Mixing and Mastering with “Self-Driving” Audio

Craig Anderton
Here’s an interesting workforce statistic: Far more jobs are lost to robots than to companies sending jobs overseas. But of course, as recording engineers, we don’t have to worry about that; our expertise will always be required to mix and master great music…right?<

We’re still in the early days of artificial intelligence. However, the ability to analyze audio is gaining sophistication—compare first-generation amp sims or vintage gear emulations to current versions. It seems likely that in the future, analysis will become good enough that computers can make not only technical judgments, but something approaching artistic decisions.

This all started years ago with “curve-stealing” software, like Steinberg’s Freefilter. You could tell your computer you liked a particular spectral response, and the program would adjust an EQ curve to re-create that same response. Then Waves’ Vocal Rider (introduced in 2009) listened to a vocal track’s levels and raised or lowered the vocal volume in real-time as appropriate (no off-line level analysis needed), thus fitting the vocal within a target level range relative to the mix. Vocal Rider also wrote automation, so you could tweak its decisions if needed.

There are also tools like SoundRadix’s Auto-Align, which analyzes signals from multi-mic setups and adjusts phase automatically—no more flipping channels out of phase, and listening critically while you adjust sample-accurate delay tools. Or consider NUGEN Audio’s LM-Correct 2, a Windows/Mac stand-alone program or Pro Tools plug-in that automates the compliance process needed to hit target levels for various loudness standards. Then there’s VocALign, which analyzes audio and syncs up overdubbed audio or looped dialog to match the source audio’s timing.

These processes have mostly been robotic in nature—they automate or simplify processes that used to require at least time and effort. But the next generation of processors take this one step further, and make value judgments based on their own “experience” derived from their algorithms.

Sonible’s frei:raum has a “Smart EQ” mode that’s a good example of this new breed. The company isn’t forthcoming about how the process works, but I was pretty surprised when testing it. I took a raw track that needed EQ and made the edits I thought were optimum, then applied “Smart EQ” to the same raw track. frei:raum created a curve that was virtually identical to the curve I had dialed in. The “me in a box” vibe was spooky enough, but the biggest difference was that it took frei:raum about ten seconds to dial in the EQ settings—much less time than it took me. frei:raum doesn’t get it right every time, but if nothing else, it can get you really close.

iZotope has taken the same kind of concept even further with the Neutron plug-in. It’s like an intelligent version of the company’s Alloy channel strip—EQ, two multiband compressors, multiband exciter, transient shaper and output limiter—that analyzes a track to create starting points for each module. As expected, the EQ creates a curve (some nodes can even be dynamic as well as static), but Neutron also sets crossover points and settings for the multiband compression and exciter. iZotope doesn’t claim Neutron replaces manual tweaking, but rather, it creates “presets” that are a more customized starting point than the stock presets that ship with signal processors.
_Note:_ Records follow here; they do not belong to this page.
//! Handler traits for tool and agent workflows.

use std::future::Future;
use std::sync::Arc;

use async_trait::async_trait;

use keel_protocols::{DurableError, HandlerError};

use crate::context::TaskContext;
use crate::durable::DurableContext;

/// A tool handler: side-effecting work executed on an ordinary slot.
#[async_trait]
pub trait TaskHandler: Send + Sync {
    /// Execute one delivery attempt.
    async fn call(&self, ctx: Arc<TaskContext>) -> Result<serde_json::Value, HandlerError>;
}

/// An agent handler: orchestration executed on a durable slot with replay.
///
/// Durable operations that cannot complete from recorded history return
/// [`DurableError::Suspended`], which the handler body propagates with `?`.
#[async_trait]
pub trait AgentHandler: Send + Sync {
    /// Execute (or replay) one delivery attempt.
    async fn call(&self, ctx: Arc<DurableContext>) -> Result<serde_json::Value, DurableError>;
}

/// Adapter so plain async functions can be registered as tool handlers.
pub struct FnTaskHandler<F>(pub F);

#[async_trait]
impl<F, Fut> TaskHandler for FnTaskHandler<F>
where
    F: Fn(Arc<TaskContext>) -> Fut + Send + Sync,
    Fut: Future<Output = Result<serde_json::Value, HandlerError>> + Send,
{
    async fn call(&self, ctx: Arc<TaskContext>) -> Result<serde_json::Value, HandlerError> {
        (self.0)(ctx).await
    }
}

/// Adapter so plain async functions can be registered as agent handlers.
pub struct FnAgentHandler<F>(pub F);

#[async_trait]
impl<F, Fut> AgentHandler for FnAgentHandler<F>
where
    F: Fn(Arc<DurableContext>) -> Fut + Send + Sync,
    Fut: Future<Output = Result<serde_json::Value, DurableError>> + Send,
{
    async fn call(&self, ctx: Arc<DurableContext>) -> Result<serde_json::Value, DurableError> {
        (self.0)(ctx).await
    }
}
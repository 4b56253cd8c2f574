//! Workflow declarations and the `declare` builder.

use std::future::Future;
use std::sync::Arc;
use std::time::Duration;

use keel_durable::{
    AgentHandler, DurableContext, FnAgentHandler, FnTaskHandler, TaskContext, TaskHandler,
};
use keel_protocols::{
    parse_duration, ConcurrencyPolicy, ConcurrencyStrategy, DurableError, EnqueueOptions,
    HandlerError, Priority, RunError, SubtaskSpec, TaskRun, WorkflowKind,
};

const MAX_RETRY_DELAY: Duration = Duration::from_secs(300);

/// The handler a declaration dispatches to, by kind.
pub enum HandlerRef {
    /// Tool handler on a plain context.
    Tool(Arc<dyn TaskHandler>),
    /// Agent handler on a durable replay context.
    Agent(Arc<dyn AgentHandler>),
}

/// An immutable, registered workflow: pure function from input to output
/// plus its execution envelope (schemas, timeouts, retries, concurrency).
pub struct WorkflowDeclaration {
    name: String,
    kind: WorkflowKind,
    description: Option<String>,
    input_schema: Option<serde_json::Value>,
    output_schema: Option<serde_json::Value>,
    input_validator: Option<jsonschema::Validator>,
    output_validator: Option<jsonschema::Validator>,
    execution_timeout: Duration,
    schedule_timeout: Duration,
    retries: u32,
    retry_backoff: Duration,
    priority: Priority,
    concurrency: Option<ConcurrencyPolicy>,
    handler: HandlerRef,
}

impl std::fmt::Debug for WorkflowDeclaration {
    fn fmt(&self, f: &mut std::fmt::Formatter<'_>) -> std::fmt::Result {
        f.debug_struct("WorkflowDeclaration")
            .field("name", &self.name)
            .field("kind", &self.kind)
            .finish_non_exhaustive()
    }
}

impl WorkflowDeclaration {
    /// Declaration name.
    pub fn name(&self) -> &str {
        &self.name
    }

    /// Declaration kind.
    pub fn kind(&self) -> WorkflowKind {
        self.kind
    }

    /// Human-readable description, used when prompting for tool selection.
    pub fn description(&self) -> Option<&str> {
        self.description.as_deref()
    }

    /// Declared input schema.
    pub fn input_schema(&self) -> Option<&serde_json::Value> {
        self.input_schema.as_ref()
    }

    /// The handler this declaration dispatches to.
    pub fn handler(&self) -> &HandlerRef {
        &self.handler
    }

    /// Wall-clock budget for one execution attempt.
    pub fn execution_timeout(&self) -> Duration {
        self.execution_timeout
    }

    /// Validate a payload against the input schema. Violations are
    /// non-retryable: the handler never runs on bad input.
    pub fn validate_input(&self, input: &serde_json::Value) -> Result<(), RunError> {
        Self::validate(self.input_validator.as_ref(), input, "input")
    }

    /// Validate a handler result against the output schema.
    pub fn validate_output(&self, output: &serde_json::Value) -> Result<(), RunError> {
        Self::validate(self.output_validator.as_ref(), output, "output")
    }

    fn validate(
        validator: Option<&jsonschema::Validator>,
        value: &serde_json::Value,
        what: &str,
    ) -> Result<(), RunError> {
        let Some(validator) = validator else {
            return Ok(());
        };
        if validator.is_valid(value) {
            return Ok(());
        }
        let errors: Vec<String> = validator.iter_errors(value).map(|e| e.to_string()).collect();
        Err(RunError::validation(format!(
            "{what} schema violation: {}",
            errors.join("; ")
        )))
    }

    /// Delay before retry attempt `retry_count + 1`, doubling per attempt.
    pub fn retry_delay(&self, retry_count: u32) -> Duration {
        let factor = 2u32.saturating_pow(retry_count.min(16));
        self.retry_backoff.saturating_mul(factor).min(MAX_RETRY_DELAY)
    }

    /// Enqueue parameters for calling this declaration as a subtask.
    pub fn subtask(&self) -> SubtaskSpec {
        SubtaskSpec {
            name: self.name.clone(),
            kind: self.kind,
            max_retries: self.retries,
            priority: self.priority,
            execution_timeout: self.execution_timeout,
            schedule_timeout: self.schedule_timeout,
            concurrency: self.concurrency.clone(),
        }
    }

    /// Build a top-level run of this declaration, applying per-call
    /// overrides on top of the declared defaults.
    pub fn new_run(&self, input: serde_json::Value, opts: &EnqueueOptions) -> TaskRun {
        let concurrency = self.concurrency.as_ref().map(|p| p.resolve(&input));
        let mut run = TaskRun::new(&self.name, self.kind, input)
            .with_priority(opts.priority.unwrap_or(self.priority))
            .with_max_retries(opts.max_retries.unwrap_or(self.retries))
            .with_timeouts(self.execution_timeout, self.schedule_timeout);
        if let Some(at) = opts.scheduled_at {
            run = run.with_scheduled_at(at);
        }
        run.metadata = opts.metadata.clone();
        run.concurrency = concurrency;
        run
    }
}

/// Start declaring a workflow.
pub fn declare(kind: WorkflowKind, name: impl Into<String>) -> DeclarationBuilder {
    DeclarationBuilder {
        name: name.into(),
        kind,
        description: None,
        input_schema: None,
        output_schema: None,
        execution_timeout: None,
        schedule_timeout: None,
        retry_backoff: None,
        retries: 0,
        priority: Priority::Normal,
        concurrency: None,
        handler: None,
    }
}

/// Builder for [`WorkflowDeclaration`]. Duration strings and schemas are
/// parsed and compiled in [`build`](DeclarationBuilder::build); a bad value
/// is a startup error, never a runtime one.
pub struct DeclarationBuilder {
    name: String,
    kind: WorkflowKind,
    description: Option<String>,
    input_schema: Option<serde_json::Value>,
    output_schema: Option<serde_json::Value>,
    execution_timeout: Option<String>,
    schedule_timeout: Option<String>,
    retry_backoff: Option<String>,
    retries: u32,
    priority: Priority,
    concurrency: Option<ConcurrencyPolicy>,
    handler: Option<HandlerRef>,
}

impl DeclarationBuilder {
    /// Human-readable description.
    pub fn description(mut self, description: impl Into<String>) -> Self {
        self.description = Some(description.into());
        self
    }

    /// Input JSON Schema.
    pub fn input_schema(mut self, schema: serde_json::Value) -> Self {
        self.input_schema = Some(schema);
        self
    }

    /// Output JSON Schema.
    pub fn output_schema(mut self, schema: serde_json::Value) -> Self {
        self.output_schema = Some(schema);
        self
    }

    /// Input schema generated from a Rust type.
    pub fn input_type<T: schemars::JsonSchema>(self) -> Self {
        let schema = schemars::schema_for!(T);
        self.input_schema(serde_json::to_value(schema).unwrap_or(serde_json::Value::Null))
    }

    /// Output schema generated from a Rust type.
    pub fn output_type<T: schemars::JsonSchema>(self) -> Self {
        let schema = schemars::schema_for!(T);
        self.output_schema(serde_json::to_value(schema).unwrap_or(serde_json::Value::Null))
    }

    /// Execution timeout as a duration string (`"30s"`, `"5m"`).
    pub fn execution_timeout(mut self, timeout: impl Into<String>) -> Self {
        self.execution_timeout = Some(timeout.into());
        self
    }

    /// Schedule timeout as a duration string.
    pub fn schedule_timeout(mut self, timeout: impl Into<String>) -> Self {
        self.schedule_timeout = Some(timeout.into());
        self
    }

    /// Base retry delay as a duration string; doubles per attempt.
    pub fn retry_backoff(mut self, backoff: impl Into<String>) -> Self {
        self.retry_backoff = Some(backoff.into());
        self
    }

    /// Retry budget for handler failures.
    pub fn retries(mut self, retries: u32) -> Self {
        self.retries = retries;
        self
    }

    /// Default priority.
    pub fn priority(mut self, priority: Priority) -> Self {
        self.priority = priority;
        self
    }

    /// Concurrency bound: at most `max_runs` runs sharing the evaluated
    /// `key_expr` may be running at once.
    pub fn concurrency(
        mut self,
        key_expr: impl Into<String>,
        max_runs: u32,
        strategy: ConcurrencyStrategy,
    ) -> Self {
        self.concurrency = Some(ConcurrencyPolicy {
            key_expr: key_expr.into(),
            max_runs,
            strategy,
        });
        self
    }

    /// Register an async function as the tool handler.
    pub fn tool<F, Fut>(mut self, f: F) -> Self
    where
        F: Fn(Arc<TaskContext>) -> Fut + Send + Sync + 'static,
        Fut: Future<Output = Result<serde_json::Value, HandlerError>> + Send + 'static,
    {
        self.handler = Some(HandlerRef::Tool(Arc::new(FnTaskHandler(f))));
        self
    }

    /// Register an async function as the agent handler.
    pub fn agent<F, Fut>(mut self, f: F) -> Self
    where
        F: Fn(Arc<DurableContext>) -> Fut + Send + Sync + 'static,
        Fut: Future<Output = Result<serde_json::Value, DurableError>> + Send + 'static,
    {
        self.handler = Some(HandlerRef::Agent(Arc::new(FnAgentHandler(f))));
        self
    }

    /// Register a tool handler trait object.
    pub fn tool_handler(mut self, handler: Arc<dyn TaskHandler>) -> Self {
        self.handler = Some(HandlerRef::Tool(handler));
        self
    }

    /// Register an agent handler trait object.
    pub fn agent_handler(mut self, handler: Arc<dyn AgentHandler>) -> Self {
        self.handler = Some(HandlerRef::Agent(handler));
        self
    }

    /// Finish the declaration: parse durations, compile schemas, and check
    /// the handler against the declared kind.
    pub fn build(self) -> Result<WorkflowDeclaration, super::error::CoreError> {
        use super::error::CoreError;

        let parse = |s: Option<String>, default: Duration| -> Result<Duration, CoreError> {
            match s {
                Some(s) => parse_duration(&s).map_err(|source| CoreError::InvalidDuration {
                    name: self.name.clone(),
                    source,
                }),
                None => Ok(default),
            }
        };
        let execution_timeout = parse(self.execution_timeout.clone(), Duration::from_secs(60))?;
        let schedule_timeout = parse(self.schedule_timeout.clone(), Duration::from_secs(300))?;
        let retry_backoff = parse(self.retry_backoff.clone(), Duration::from_secs(5))?;

        let compile = |schema: &Option<serde_json::Value>| -> Result<
            Option<jsonschema::Validator>,
            CoreError,
        > {
            match schema {
                Some(schema) => jsonschema::Validator::new(schema)
                    .map(Some)
                    .map_err(|e| CoreError::InvalidSchema {
                        name: self.name.clone(),
                        message: e.to_string(),
                    }),
                None => Ok(None),
            }
        };
        let input_validator = compile(&self.input_schema)?;
        let output_validator = compile(&self.output_schema)?;

        let handler = self
            .handler
            .ok_or_else(|| CoreError::MissingHandler(self.name.clone()))?;
        let matches = matches!(
            (&handler, self.kind),
            (HandlerRef::Tool(_), WorkflowKind::Tool) | (HandlerRef::Agent(_), WorkflowKind::Agent)
        );
        if !matches {
            return Err(CoreError::KindMismatch(self.name));
        }

        Ok(WorkflowDeclaration {
            name: self.name,
            kind: self.kind,
            description: self.description,
            input_schema: self.input_schema,
            output_schema: self.output_schema,
            input_validator,
            output_validator,
            execution_timeout,
            schedule_timeout,
            retries: self.retries,
            retry_backoff,
            priority: self.priority,
            concurrency: self.concurrency,
            handler,
        })
    }
}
There’s also an “unmasking” EQ function that’s intended to fix issues where frequencies in different tracks “step on” each other (when inserting multiple instances, the Neutron plug-ins “talk” to each other). In a way, this is fairly simplistic; for example, if kick and bass conflict, it will adjust EQ in the bands that conflict, rather than do something like boost the bass’s upper mids to accentuate the pick attack, thus differentiating it from the kick. But more interestingly, sidechaining allows EQ changes to happen only in response to when the interfering signal is present.

Neutron isn’t a panacea; I wouldn’t trust a complete mix to it. However, I would trust it to get me started in the right direction if I was pressed for time. And I’m sure for those new to recording, it would be a fantastic tool not just because of what it does, but because “reverse-engineering” its edits—and figuring out what’s needed to optimize those edits—would be highly educational.

We haven’t reached truly “self-driving” audio yet for mixing and mastering. But with computers getting more powerful, algorithms getting smarter, and time becoming ever more precious, it’s likely that this trend will continue to develop.